Dry pellet formed for carboxyl-modified polystyrene 50-nm particles incubated with increasing plasma concentrations. The error bars represent the difference from two separate experiments. SDS/PAGE for the samples is shown in Table S3.

Fig. 2.

Illustration of SDS/PAGE gels and bands excised. Lanes: 1, 100-nm amine-modified; 2, 50-nm amine-modified; 3, 100-nm plain; 4, 50-nm plain; 5, 100-nm carboxyl-modified; and 6, 50-nm carboxyl-modified. The selected lanes for the different particle types were cut according to the pattern shown to the right of the gels. The numbers to the right of the pattern show the numbering for the proteomic data found in Table S3. The plasma concentrations for the different samples were: 1, 2.8; 2, 0.56; 3, 0.28; 4, 0.56; 5, 0.56; and 6, 5.6 ml of plasma per m² particle surface.

Fig. 3.

Comparison of the overlap in the protein coronas of the different polystyrene particles. Graphs: 1, 100-nm amine-modified; 2, 50-nm amine-modified; 3, 100-nm plain; 4, 50-nm plain; 5, 100-nm carboxyl-modified; and 6, 50-nm carboxyl-modified.
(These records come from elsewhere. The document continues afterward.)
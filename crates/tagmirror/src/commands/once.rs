//! Once command

use anyhow::{Context, Result};
use camino::Utf8Path;
use tagmirror_core::config::MirrorConfig;
use tagmirror_core::Watcher;

use crate::cli::OnceArgs;

pub async fn run(args: OnceArgs, config_path: Option<&Utf8Path>) -> Result<()> {
    let config = MirrorConfig::load(config_path)?;
    let engine = super::prepare_builds(&config, args.tag).await?;

    let mut watcher =
        Watcher::new(engine, config.poll_interval()).with_shutdown(super::shutdown_on_signal());
    let report = watcher.run_once().await.context("Sync cycle failed")?;

    if args.json {
        println!("{}", serde_json::to_string_pretty(&report)?);
    } else {
        super::print_report(&report);
    }

    Ok(())
}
The fractions shown are calculated without including different Ig chains. (A–C) Comparison of the similarity between the coronas around different size particles with similar surface properties: fraction of proteins found on both particles (green), and fraction of proteins that is found on one size but not the other (white). (D and E) Comparison of the similarities of the corona for particles of the same size but different surface charges: fraction of proteins found on all three particles (green), fraction of proteins found on the amine-modified and plain particles (blue), fraction of proteins found on the plain and carboxyl-modified particles (yellow), fraction of proteins found on the amine- and carboxyl-modified particles (red), and fraction of proteins found on just one specific particle surface (white).